U.S.-born children of Mexican, Haitian and West Indian immigrants suffer from higher levels of incarceration

UCI:

While the vast majority of young adult children of immigrants experience upward economic and social mobility, a new study finds that a significant minority are suffering from lower levels of education, lower incomes, higher birth rates and higher levels of incarceration. Furthermore, it is the U.S.-born children of Mexican, Haitian and West Indian immigrants who experience these problems in the largest proportions.

The study, led by sociologists Rubén G. Rumbaut of UC Irvine and Alejandro Portes of Princeton University, appears online this week in the Migration Information Source. The largest and longest-running study of children of immigrants yet conducted, the study also confirms the critical importance of education.

The greatest educational disadvantage is found among children of Mexican immigrants and Laotian and Cambodian refugees in our sample – close to 40 percent of whom did not go beyond a high school diploma,” said Rumbaut. “Education is the key to successful upward mobility among children of immigrants, so the discrepancies that emerge in educational achievement among immigrant groups tend to persist in trends for income, employment and incarceration.”

The researchers also point to the influence of human capital (the skills and education of immigrant parents) as well as family structure, racial prejudice and government policies toward certain immigrant groups – particularly the undocumented – that influence this “downward assimilation” process.

The researchers found that children of Laotian and Cambodian Americans as well as Haitian Americans had the lowest median annual household income at just over $25,000. They were followed closely by Mexican American families, which had a median annual household income of about $30,000. On the other end of the spectrum, children of upper-middle-class Cuban exiles in Southern Florida reported a household income of more than $70,000, and Filipino Americans in Southern California had more than $64,000, followed by Chinese immigrants.

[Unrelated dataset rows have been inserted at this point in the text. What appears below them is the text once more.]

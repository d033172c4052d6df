use portal_nav::NavConfig;
use portal_nav::PageController;
use portal_nav::UrlState;
use portal_nav::sidebar::SidebarItem;
use portal_pages::ProductCatalogPage;
use pretty_assertions::assert_eq;

fn catalog(uri: &str) -> PageController<ProductCatalogPage> {
    let url = UrlState::parse(uri).expect("parse initial location");
    let (mut controller, _handle) =
        PageController::new(ProductCatalogPage::new(), url, NavConfig::default());
    controller.mount();
    controller
}

fn find_item(
    controller: &PageController<ProductCatalogPage>,
    section_key: &str,
    text: &str,
) -> SidebarItem {
    controller
        .sidebar()
        .sections()
        .iter()
        .find(|section| section.key() == section_key)
        .and_then(|section| section.items.iter().find(|item| item.text == text))
        .cloned()
        .expect("sidebar item")
}

#[tokio::test(start_paused = true)]
async fn category_href_preserves_existing_scalars() {
    let controller = catalog("/product/webcat?class=CQT+Stock");
    let engines = find_item(&controller, "category", "Engines");
    assert_eq!(
        engines.url.as_deref(),
        Some("/product/webcat?class=CQT+Stock&category=Engines")
    );
}

#[tokio::test(start_paused = true)]
async fn category_section_disappears_without_a_class() {
    let controller = catalog("/product/webcat");
    assert!(
        !controller
            .sidebar()
            .sections()
            .iter()
            .any(|section| section.key() == "category")
    );
}

#[tokio::test(start_paused = true)]
async fn category_options_track_the_selected_class() {
    let controller = catalog("/product/webcat?class=Performance");
    let texts: Vec<String> = controller
        .sidebar()
        .sections()
        .iter()
        .find(|section| section.key() == "category")
        .expect("category section")
        .items
        .iter()
        .map(|item| item.text.clone())
        .collect();
    assert_eq!(texts, vec!["Exhaust", "Intakes"]);
}

#[tokio::test(start_paused = true)]
async fn feature_clicks_accumulate_through_the_page_delegate() {
    let mut controller = catalog("/product/webcat?class=CQT+Stock");
    let in_stock = find_item(&controller, "features", "In Stock");
    controller.sidebar().click("features", &in_stock);
    controller.run_until_idle().await.expect("run");
    assert_eq!(
        controller.url().url(),
        "/product/webcat?class=CQT+Stock&features=In+Stock"
    );

    let clearance = find_item(&controller, "features", "Clearance");
    controller.sidebar().click("features", &clearance);
    controller.run_until_idle().await.expect("run");
    assert_eq!(
        controller.url().url(),
        "/product/webcat?class=CQT+Stock&features=In+Stock%2CClearance"
    );
    assert_eq!(controller.page().features(), &["In Stock", "Clearance"]);

    // clicking a selected feature removes exactly that value
    let in_stock = find_item(&controller, "features", "In Stock");
    assert!(in_stock.selected);
    controller.sidebar().click("features", &in_stock);
    controller.run_until_idle().await.expect("run");
    assert_eq!(
        controller.url().url(),
        "/product/webcat?class=CQT+Stock&features=Clearance"
    );
    assert_eq!(controller.page().features(), &["Clearance"]);
}

#[tokio::test(start_paused = true)]
async fn class_click_navigates_via_the_item_url() {
    let mut controller = catalog("/product/webcat");
    let performance = find_item(&controller, "class", "Performance");
    controller.sidebar().click("class", &performance);
    controller.run_until_idle().await.expect("run");
    assert_eq!(controller.url().url(), "/product/webcat?class=Performance");
    // the rebuild now offers that class's categories
    assert!(
        controller
            .sidebar()
            .sections()
            .iter()
            .any(|section| section.key() == "category")
    );
}

#[tokio::test(start_paused = true)]
async fn legend_section_renders_without_links() {
    let controller = catalog("/product/webcat");
    let legend = controller
        .sidebar()
        .sections()
        .iter()
        .find(|section| section.is_legend)
        .expect("legend section")
        .clone();
    assert!(legend.items.iter().all(|item| item.url.is_none()));
    assert!((0..legend.items.len()).all(|index| !controller.item_selected(&legend, index)));
}
use thiserror::Error;

/// Failures surfaced by the navigation core.
///
/// Nothing here is fatal: a malformed location fails the read and the
/// sidebar keeps its previous state, while a cancelled rebuild is expected
/// control flow and is discarded without being treated as an error.
#[derive(Debug, Error)]
pub enum NavError {
    /// The input could not be parsed as a URI at all.
    #[error("malformed uri: {0}")]
    MalformedUri(String),

    /// A debounced rebuild was superseded by a newer location change.
    #[error("rebuild cancelled by a newer location change")]
    RebuildCancelled,
}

Furthermore, the study found that the most educationally and economically disadvantaged children of immigrants were most likely to have children of their own at a young age, compounding their difficulties at pursuing higher education. When surveyed at the average age of 24, none of the Chinese Americans had children, while in contrast 25 percent of Haitians, West Indians, Laotians and Cambodians did, as did 41 percent of Mexican American young adults.

Differences in arrest and incarceration rates are also noteworthy, particularly among second-generation, U.S.-born, males. While only 10 percent of second-generation immigrant males in the survey had been incarcerated, that figure jumped to 20 percent among West Indian and Mexican American youths.